Oleh: Seniarwan
Awardee LPDP PK-236 dan Mahasiwa S3 Ilmu Pengelolaan Sumberdaya Alam dan Lingkungan, IPB University
Pemilihan Kepala Daerah (Pilkada) serentak baru saja usai, termasuk di Kota Makassar. Kini, masyarakat menantikan pengumuman resmi dari Komisi Pemilihan Umum (KPU) mengenai pasangan calon (paslon) yang akan memimpin kota ini dalam lima tahun ke depan. Di tengah euforia politik ini, musim hujan juga telah tiba, membawa kembali kekhawatiran akan potensi banjir yang semakin intens dari tahun ke tahun.
Makassar tidak asing dengan ancaman banjir. Data menunjukkan tren yang mengkhawatirkan. Pada Desember 2021, hujan deras selama tiga hari menyebabkan banjir setinggi 1 meter di berbagai wilayah (Kompas Regional, 07/12/2021) (Kompas Nasional, 14/02/2023).
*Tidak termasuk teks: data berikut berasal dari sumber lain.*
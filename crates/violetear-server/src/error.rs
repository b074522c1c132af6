//! Server error types.

use thiserror::Error;
use violetear_router::RouterError;

/// Errors surfaced by the dispatch boundary and the HTTP server.
#[derive(Debug, Error)]
pub enum ServerError {
    /// The listen address is invalid or could not be bound.
    #[error("Bind error: {0}")]
    Bind(String),

    /// I/O failure on the listener.
    #[error("I/O error: {0}")]
    Io(#[from] std::io::Error),

    /// A configured header name or value is not valid HTTP.
    #[error("Invalid header '{name}': {reason}")]
    InvalidHeader {
        /// Header name as given
        name: String,
        /// Why it was rejected
        reason: String,
    },

    /// Route or pattern registration failed.
    #[error(transparent)]
    Router(#[from] RouterError),

    /// Configuration could not be read or parsed.
    #[error("Configuration error: {0}")]
    Config(String),
}

/// Result type for server operations.
pub type Result<T> = std::result::Result<T, ServerError>;

#[cfg(test)]
mod tests {
    use super::*;

    #[test]
    fn test_error_display() {
        let err = ServerError::Bind("Invalid address 'nope'".to_string());
        assert_eq!(err.to_string(), "Bind error: Invalid address 'nope'");

        let err = ServerError::InvalidHeader {
            name: "bad header".to_string(),
            reason: "invalid HTTP header name".to_string(),
        };
        assert_eq!(
            err.to_string(),
            "Invalid header 'bad header': invalid HTTP header name"
        );
    }

    #[test]
    fn test_router_error_is_transparent() {
        let err: ServerError = RouterError::InvalidMethod("FETCH".to_string()).into();
        assert_eq!(
            err.to_string(),
            RouterError::InvalidMethod("FETCH".to_string()).to_string()
        );
        assert!(matches!(err, ServerError::Router(_)));
    }
}
//! Trie router with regex-constrained dynamic segments.
//!
//! Route patterns are made of `/`-separated segments:
//!
//! - **Static**: `users` matches exactly `users`
//! - **Dynamic**: `:uuid` matches one segment accepted by the regular
//!   expression registered under the name `uuid`
//! - **Wildcard**: `*` as the last segment absorbs everything that follows
//!
//! Each route binds one or more HTTP methods (or `ALL`) to a handler. The
//! handler type is generic; the router only clones it out on a match.
//!
//! # Example
//!
//! ```rust
//! use violetear_router::{Outcome, Router};
//! use http::Method;
//!
//! let router = Router::new();
//! router.add_pattern(":ip", r"(?:[0-9]{1,3}\.){3}[0-9]{1,3}").unwrap();
//!
//! router.add_route("/hosts/:ip", "getHost", "GET, HEAD").unwrap();
//! router.add_route("/static/*", "serveFile", "GET").unwrap();
//!
//! let Outcome::Matched(route_match) = router.match_route(&Method::GET, "/hosts/10.0.0.1") else {
//!     panic!("expected a match");
//! };
//! assert_eq!(route_match.handler, "getHost");
//! assert_eq!(route_match.params.get("ip"), Some("10.0.0.1"));
//!
//! let outcome = router.match_route(&Method::GET, "/static/css/site.css");
//! assert_eq!(outcome.into_match().unwrap().params.wildcard(), Some("css/site.css"));
//! ```
//!
//! # Architecture
//!
//! ```text
//!                    (root)
//!                      │
//!              ┌───────┴───────┐
//!              │               │
//!           "hosts"        "static"
//!              │               │
//!            ":ip"            "*"
//!              │               │
//!           [GET,HEAD]       [GET]
//! ```
//!
//! Matching commits to one child per level (static, then dynamic, then
//! wildcard) and never backtracks. See [`Node`] for the exact policy.

mod error;
mod method_router;
mod node;
mod params;
mod patterns;
mod router;
mod segment;

pub use error::{Result, RouterError};
pub use method_router::{MethodRouter, MethodSet, ALL};
pub use node::Node;
pub use params::Params;
pub use patterns::PatternRegistry;
pub use router::{Outcome, Router};
pub use segment::{tokenize, Segment, WILDCARD_PARAM};

/// A matched route with its handler and captured parameters.
#[derive(Debug, Clone, PartialEq, Eq)]
pub struct RouteMatch<H> {
    /// The handler bound to the request method
    pub handler: H,
    /// Values captured by dynamic and wildcard segments
    pub params: Params,
}

impl<H> RouteMatch<H> {
    /// Creates a new route match.
    #[must_use]
    pub fn new(handler: H, params: Params) -> Self {
        Self { handler, params }
    }
}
Pada Februari 2023, kombinasi hujan lebat dan pasang air laut menggenangi 12 kecamatan, memaksa hampir 2.000 jiwa mengungsi. Awal 2024, banjir kembali melanda, terutama di Kecamatan Manggala dan Biringkanaya, dengan ketinggian air mencapai 100 cm di beberapa lokasi (ANTARA 18/01/2024). Fenomena ini bukan sekedar cerita musiman. Banjir di Kota Makassar adalah hasil dari interaksi kompleks antara faktor alami, seperti curah hujan tinggi dan pasang air laut, dengan intervensi manusia yang tidak terkelola, seperti alih fungsi lahan, urbanisasi tanpa kontrol, dan buruknya sistem drainase kota.
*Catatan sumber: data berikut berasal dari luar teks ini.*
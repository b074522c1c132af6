//! Replays the mixed route table through the dispatch boundary.
//!
//! Same routes and expectations as the router-level replay, but every
//! request goes through `Mux::dispatch`, and every response must carry
//! the default header regardless of outcome.

use bytes::Bytes;
use http::{Method, Request, StatusCode};
use http_body_util::BodyExt;
use violetear_server::handler::text;
use violetear_server::{HttpResponse, Mux};

const UUID: &str =
    r"^[0-9a-fA-F]{8}-[0-9a-fA-F]{4}-[0-9a-fA-F]{4}-[0-9a-fA-F]{4}-[0-9a-fA-F]{12}$";
const IP: &str = r"^(?:(?:25[0-5]|2[0-4][0-9]|[01]?[0-9][0-9]?)\.){3}(?:25[0-5]|2[0-4][0-9]|[01]?[0-9][0-9]?)$";

struct Case {
    pattern: &'static str,
    methods: &'static str,
    requests: &'static [(&'static str, &'static str, u16)],
}

const CASES: &[Case] = &[
    Case {
        pattern: "/",
        methods: "",
        requests: &[("/", "GET", 200)],
    },
    Case {
        pattern: "*",
        methods: "GET",
        requests: &[("/a", "GET", 200), ("/a", "HEAD", 405), ("/a", "POST", 405)],
    },
    Case {
        pattern: "/:uuid",
        methods: "GET, HEAD",
        requests: &[
            ("/3B96853C-EF0B-44BC-8820-A982A5756E25", "GET", 200),
            ("/3B96853C-EF0B-44BC-8820-A982A5756E25", "HEAD", 200),
            ("/3B96853C-EF0B-44BC-8820-A982A5756E25", "POST", 405),
        ],
    },
    Case {
        pattern: "/:uuid/1/",
        methods: "PUT",
        requests: &[
            ("/3B96853C-EF0B-44BC-8820-A982A5756E25/1", "PUT", 200),
            ("/3B96853C-EF0B-44BC-8820-A982A5756E25/2", "GET", 404),
            ("/3B96853C-EF0B-44BC-8820-A982A5756E25/not_found/44", "GET", 404),
            ("/D0ABD486-B05A-436B-BBD1-E320CDC87916/1", "PUT", 200),
        ],
    },
    Case {
        pattern: "/root",
        methods: "GET,HEAD",
        requests: &[
            ("/root", "GET", 200),
            ("/root", "HEAD", 200),
            ("/root", "OPTIONS", 405),
            ("/root", "POST", 405),
            ("/root", "PUT", 405),
        ],
    },
    Case {
        pattern: "/root/:ip/",
        methods: "GET",
        requests: &[
            ("/root/10.0.0.0", "GET", 200),
            ("/root/172.16.0.0", "GET", 200),
            ("/root/192.168.0.1", "GET", 200),
            ("/root/300.0.0.0", "GET", 404),
        ],
    },
    Case {
        pattern: "/root/:ip/aaa/",
        methods: "GET",
        requests: &[],
    },
    Case {
        pattern: "/root/:ip/aaa/:uuid",
        methods: "GET",
        requests: &[],
    },
    // Same dynamic node as `/root/:ip/`, now bound to `uuid`. It keeps the
    // GET registered through `:ip` and gains PATCH.
    Case {
        pattern: "/root/:uuid/",
        methods: "PATCH",
        requests: &[
            ("/root/3B96853C-EF0B-44BC-8820-A982A5756E25", "GET", 200),
            ("/root/3B96853C-EF0B-44BC-8820-A982A5756E25", "DELETE", 405),
            ("/root/10.0.0.1", "GET", 404),
            ("/root/3B96853C-EF0B-44BC-8820-A982A5756E25", "PATCH", 200),
        ],
    },
    Case {
        pattern: "/root/:uuid/-/:uuid",
        methods: "GET",
        requests: &[
            (
                "/root/22314BF-4A90-46C8-948D-5507379BD0DD/-/4293C253-6C7E-4B01-90F2-18203FAB2AEC",
                "GET",
                404,
            ),
            (
                "/root/A22314BF-4A90-46C8-948D-5507379BD0DD/-/4293C253-6C7E-4B01-90F2-18203FAB2AE",
                "GET",
                404,
            ),
            (
                "/root/A22314BF-4A90-46C8-948D-5507379BD0DD/-/4293C253-6C7E-4B01-90F2-18203FAB2AEF",
                "GET",
                200,
            ),
            (
                "/root/E22314BF-4A90-46C8-948D-5507379BD0DD/-/4293C253-6C7E-4B01-90F2-18203FAB2AEC",
                "GET",
                200,
            ),
        ],
    },
    Case {
        pattern: "/root/:uuid/:uuid",
        methods: "",
        requests: &[
            (
                "/root/A22314BF-4A90-46C8-948D-5507379BD0DD/4293C253-6C7E-4B01-90F2-18203FAB2AE",
                "GET",
                404,
            ),
            (
                "/root/A22314BF-4A90-46C8-948D-5507379BD0DD/4293C253-6C7E-4B01-90F2-18203FAB2AEF",
                "GET",
                200,
            ),
        ],
    },
    Case {
        pattern: "/root/:uuid/:uuid/end",
        methods: "GET",
        requests: &[
            (
                "/root/A22314BF-4A90-46C8-948D-5507379BD0DD/4293C253-6C7E-4B01-90F2-18203FAB2AEF/end",
                "GET",
                200,
            ),
            (
                "/root/A22314BF-4A90-46C8-948D-5507379BD0DD/4293C253-6C7E-4B01-90F2-18203FAB2AEF/end-not-found",
                "GET",
                404,
            ),
        ],
    },
    Case {
        pattern: "/toor/",
        methods: "GET",
        requests: &[("/toor", "GET", 200)],
    },
    Case {
        pattern: "/toor/aaa",
        methods: "GET",
        requests: &[("/toor/aaa", "GET", 200), ("/toor/abc", "GET", 404)],
    },
    Case {
        pattern: "/toor/*",
        methods: "GET",
        requests: &[
            ("/toor/abc", "GET", 200),
            ("/toor/epazote", "GET", 200),
            ("/toor/naranjas", "GET", 200),
        ],
    },
    Case {
        pattern: "/toor/1/2",
        methods: "GET",
        requests: &[("/toor/1/2", "GET", 200)],
    },
    Case {
        pattern: "/toor/1/*",
        methods: "GET",
        requests: &[
            ("/toor/1/catch-me", "GET", 200),
            ("/toor/1/catch-me/too", "GET", 200),
            ("/toor/1/catch-me/too/foo/bar", "GET", 200),
        ],
    },
    Case {
        pattern: "/toor/1/2/3",
        methods: "GET",
        requests: &[("/toor/1/2/3", "GET", 200)],
    },
    Case {
        pattern: "/not-found",
        methods: "GET",
        requests: &[("/toor/1/2/3/4", "GET", 404), ("catch_me", "GET", 200)],
    },
    Case {
        pattern: "/root/:uuid/:uuid/:ip/catch-me",
        methods: "GET",
        requests: &[],
    },
    Case {
        pattern: "/root/:uuid/:uuid/:ip/catch-me/*",
        methods: "GET",
        requests: &[],
    },
    Case {
        pattern: "/root/:uuid/:uuid/:ip/dont-wcatch-me",
        methods: "GET",
        requests: &[],
    },
    Case {
        pattern: "/root/:uuid/:uuid/:ip/dont-wcatch-me",
        methods: "GET",
        requests: &[],
    },
    Case {
        pattern: "/root/:uuid/:uuid/:ip/",
        methods: "GET",
        requests: &[
            ("/root/122314BF-4A90-46C8-948D-5507379BD0DD/4293C253-6C7E-4B01-90F2-18203FAB2AEF/8.8.8.8", "GET", 200),
            ("/root/122314BF-4A90-46C8-948D-5507379BD0DD/4293C253-6C7E-4B01-90F2-18203FAB2AEF/8.8.8.8/catch-me", "GET", 200),
            ("/root/122314BF-4A90-46C8-948D-5507379BD0DD/4293C253-6C7E-4B01-90F2-18203FAB2AEF/8.8.8.8/catch-me/also", "GET", 200),
            ("/root/122314BF-4A90-46C8-948D-5507379BD0DD/4293C253-6C7E-4B01-90F2-18203FAB2AEF/8.8.8.8/catch-me/also/a/b/c", "GET", 200),
            ("/root/122314BF-4A90-46C8-948D-5507379BD0DD/4293C253-6C7E-4B01-90F2-18203FAB2AEF/8.8.8.8/dont-catch-me", "GET", 404),
            ("/root/A22314BF-4A90-46C8-948D-5507379BD0DD/4293C253-6C7E-4B01-90F2-18203FAB2AEF/8.8.8.8", "GET", 200),
        ],
    },
    Case {
        pattern: "/violetear/:ip/:uuid",
        methods: "GET",
        requests: &[
            ("/violetear/", "GET", 404),
            ("/violetear/127.0.0.1/", "GET", 404),
            ("/violetear/127.0.0.1/A22314BF-4A90-46C8-948D-5507379BD0DD/", "GET", 200),
            ("/violetear/127.0.0.1/A22314BF-4A90-46C8-948D-5507379BD0DD/not-found", "GET", 404),
        ],
    },
];

async fn body_string(response: HttpResponse) -> String {
    let bytes = response.into_body().collect().await.unwrap().to_bytes();
    String::from_utf8(bytes.to_vec()).unwrap()
}

#[tokio::test]
async fn test_mux_route_table_replay() {
    let mut mux = Mux::new();
    mux.set_header("X-app-epazote", "1.1").unwrap();
    mux.add_pattern(":uuid", UUID).unwrap();
    mux.add_pattern(":ip", IP).unwrap();

    for case in CASES {
        let pattern = case.pattern;
        mux.handle_fn(
            pattern,
            move |_req| async move { text(StatusCode::OK, pattern) },
            case.methods,
        )
        .unwrap_or_else(|e| panic!("registering {pattern}: {e}"));

        for &(path, method, expected) in case.requests {
            let method = Method::from_bytes(method.as_bytes()).unwrap();
            let uri = if path.starts_with('/') {
                path.to_string()
            } else {
                format!("/{path}")
            };
            let req = Request::builder()
                .method(method.clone())
                .uri(uri)
                .body(Bytes::new())
                .unwrap();

            let response = mux.dispatch(req).await;
            assert_eq!(
                response.status().as_u16(),
                expected,
                "[{method} {path}] after registering {pattern}"
            );
            assert_eq!(
                response.headers()["X-app-epazote"], "1.1",
                "[{method} {path}] missing default header"
            );
            if expected == 405 {
                assert!(response.headers().contains_key(http::header::ALLOW));
            }
        }
    }

    assert_eq!(mux.router().len(), CASES.len());
}

#[tokio::test]
async fn test_mux_hands_matched_pattern_to_handler() {
    let mux = Mux::new();
    mux.add_pattern(":uuid", UUID).unwrap();
    mux.handle_fn(
        "/root/:uuid/-/:uuid",
        |_req| async { text(StatusCode::OK, "pair") },
        "GET",
    )
    .unwrap();
    mux.handle_fn("*", |_req| async { text(StatusCode::OK, "catch-all") }, "GET")
        .unwrap();

    let req = Request::get(
        "/root/A22314BF-4A90-46C8-948D-5507379BD0DD/-/4293C253-6C7E-4B01-90F2-18203FAB2AEF",
    )
    .body(Bytes::new())
    .unwrap();
    assert_eq!(body_string(mux.dispatch(req).await).await, "pair");

    let req = Request::get("/anything/else").body(Bytes::new()).unwrap();
    assert_eq!(body_string(mux.dispatch(req).await).await, "catch-all");
}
Saat kampanye Pilkada, isu ini kerap menjadi sorotan. Hampir semua paslon berbicara tentang pentingnya penanganan risiko banjir. Beberapa bahkan menawarkan program mitigasi yang terdengar menjanjikan—dari revitalisasi drainase hingga penerapan teknologi cerdas untuk prediksi banjir. Namun, bagi warga yang selama bertahun-tahun bergulat dengan genangan air, janji ini hanya berarti jika diwujudkan dalam tindakan nyata.
Mengapa Janji Politik Penting untuk Banjir Kota Makassar?
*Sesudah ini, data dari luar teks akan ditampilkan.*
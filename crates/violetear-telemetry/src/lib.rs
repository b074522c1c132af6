//! Logging for violetear services.
//!
//! Wraps `tracing-subscriber` setup behind a serializable [`LogConfig`]
//! so the same `[log]` table can sit in a server's TOML config.
//!
//! ```rust,no_run
//! use violetear_telemetry::{init_logging, LogConfig};
//!
//! init_logging(&LogConfig::production().with_service_name("hosts"))?;
//! # Ok::<(), violetear_telemetry::TelemetryError>(())
//! ```

mod error;
pub mod logging;

pub use error::TelemetryError;
pub use logging::{create_env_filter, fields, init_logging, LogConfig, DEFAULT_SERVICE_NAME};

/// Result type for telemetry operations.
pub type TelemetryResult<T> = Result<T, TelemetryError>;
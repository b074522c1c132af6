//! # violetear
//!
//! HTTP router built on a trie of static, regex-constrained dynamic and
//! wildcard segments.
//!
//! - [`router`]: the routing tree and matcher, usable without any server
//! - [`server`]: request dispatch, default headers and a hyper server
//! - [`telemetry`]: logging setup
//!
//! ## Quick Start
//!
//! ```rust,no_run
//! use violetear::prelude::*;
//!
//! async fn get_host(req: HttpRequest) -> HttpResponse {
//!     let ip = req.param("ip").unwrap_or_default().to_string();
//!     text(StatusCode::OK, ip)
//! }
//!
//! #[tokio::main]
//! async fn main() -> Result<(), ServerError> {
//!     let config = ServerConfig::builder()
//!         .http_addr("0.0.0.0:8080")
//!         .default_header("X-app-epazote", "1.1")
//!         .verbose(true)
//!         .build();
//!
//!     let mux = Mux::from_config(&config)?;
//!     mux.add_pattern(":ip", r"(?:[0-9]{1,3}\.){3}[0-9]{1,3}")?;
//!     mux.handle_fn("/hosts/:ip", get_host, "GET, HEAD")?;
//!     mux.handle_fn("*", |_req| async { text(StatusCode::OK, "catch-all") }, "ALL")?;
//!
//!     Server::new(config, mux).run().await
//! }
//! ```
//!
//! ## Matching
//!
//! ```text
//! GET /hosts/10.0.0.1
//!   root ─► "hosts" (static) ─► ":ip" (regex) ─► terminal { GET, HEAD }
//!                                                   └─► Matched
//! ```
//!
//! At each level a static child beats the dynamic child, which beats the
//! wildcard. The first child that accepts a segment is final; a later miss
//! never retries a sibling.

pub use violetear_router as router;
pub use violetear_server as server;
pub use violetear_telemetry as telemetry;

pub use violetear_router::{Outcome, Params, Router, RouterError};
pub use violetear_server::{Mux, Server, ServerConfig, ServerError};

/// Common imports.
///
/// ```rust
/// use violetear::prelude::*;
///
/// let router: Router<&str> = Router::new();
/// router.add_route("/", "index", ALL).unwrap();
/// assert_eq!(router.len(), 1);
/// ```
pub mod prelude {
    pub use violetear_router::{
        MethodRouter, MethodSet, Outcome, Params, RouteMatch, Router, RouterError, ALL,
    };

    pub use violetear_server::handler::{handler_fn, status_response, text};
    pub use violetear_server::{
        ErasedHandler, HttpRequest, HttpResponse, Mux, RequestParams, Server, ServerConfig,
        ServerError, ShutdownSignal,
    };

    pub use violetear_telemetry::{init_logging, LogConfig};

    pub use http::StatusCode;
}
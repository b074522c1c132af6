//! Values captured from the request path.
//!
//! Each dynamic segment stores the matched text under its pattern name,
//! and a wildcard stores the absorbed remainder under `*`. Names may
//! repeat (`/:uuid/:uuid`), so values are kept in path order.

use smallvec::SmallVec;

use crate::segment::WILDCARD_PARAM;

/// Maximum number of parameters stored inline (stack allocated).
const INLINE_PARAMS: usize = 4;

/// Path parameters captured by a successful match.
///
/// # Example
///
/// ```rust
/// use violetear_router::Params;
///
/// let mut params = Params::new();
/// params.push("uuid", "A22314BF-4A90-46C8-948D-5507379BD0DD");
/// params.push("uuid", "4293C253-6C7E-4B01-90F2-18203FAB2AEF");
///
/// assert_eq!(params.get("uuid"), Some("A22314BF-4A90-46C8-948D-5507379BD0DD"));
/// assert_eq!(params.get_all("uuid").count(), 2);
/// ```
#[derive(Debug, Clone, PartialEq, Eq, Default)]
pub struct Params {
    inner: SmallVec<[(String, String); INLINE_PARAMS]>,
}

impl Params {
    /// Creates a new empty parameter set.
    #[must_use]
    pub fn new() -> Self {
        Self::default()
    }

    /// Adds a captured value.
    pub fn push(&mut self, name: impl Into<String>, value: impl Into<String>) {
        self.inner.push((name.into(), value.into()));
    }

    /// Returns the first value captured under `name`.
    #[must_use]
    pub fn get(&self, name: &str) -> Option<&str> {
        self.inner
            .iter()
            .find(|(n, _)| n == name)
            .map(|(_, v)| v.as_str())
    }

    /// Returns every value captured under `name`, in path order.
    pub fn get_all<'a>(&'a self, name: &'a str) -> impl Iterator<Item = &'a str> + 'a {
        self.inner
            .iter()
            .filter(move |(n, _)| n == name)
            .map(|(_, v)| v.as_str())
    }

    /// Returns the remainder absorbed by a wildcard, if any.
    #[must_use]
    pub fn wildcard(&self) -> Option<&str> {
        self.get(WILDCARD_PARAM)
    }

    /// Returns true if there are no parameters.
    #[must_use]
    pub fn is_empty(&self) -> bool {
        self.inner.is_empty()
    }

    /// Returns the number of parameters.
    #[must_use]
    pub fn len(&self) -> usize {
        self.inner.len()
    }

    /// Returns an iterator over `(name, value)` pairs in path order.
    pub fn iter(&self) -> impl Iterator<Item = (&str, &str)> {
        self.inner.iter().map(|(n, v)| (n.as_str(), v.as_str()))
    }
}

impl FromIterator<(String, String)> for Params {
    fn from_iter<I: IntoIterator<Item = (String, String)>>(iter: I) -> Self {
        Self {
            inner: iter.into_iter().collect(),
        }
    }
}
Banjir di Kota Makassar bukan hanya masalah lingkungan, ini juga persoalan sosial dan ekonomi. Genangan air yang berulang kali melumpuhkan aktivitas warga, merusak properti, dan bahkan mengancam nyawa, mencerminkan lemahnya perencanaan kota yang berorientasi pada keberlanjutan. Dalam konteks ini, janji politik terkait mitigasi banjir adalah ujian komitmen pemimpin terpilih untuk memprioritaskan kesejahteraan masyarakat di atas kepentingan sesaat.
Sayangnya, sejarah sering menunjukkan sebaliknya. Pendekatan pengelolaan banjir lebih sering fokus pada solusi struktural, seperti pembangunan tanggul atau normalisasi sungai, tanpa menyentuh akar masalah, seperti buruknya pengelolaan tata ruang dan kurangnya edukasi publik tentang kesadaran lingkungan. Reklamasi pantai, misalnya, terus dilakukan tanpa memperhitungkan dampaknya terhadap risiko banjir rob. Kawasan rawa dan daerah resapan air diubah menjadi permukiman atau pusat komersial, mengabaikan fungsinya sebagai penyeimbang ekosistem.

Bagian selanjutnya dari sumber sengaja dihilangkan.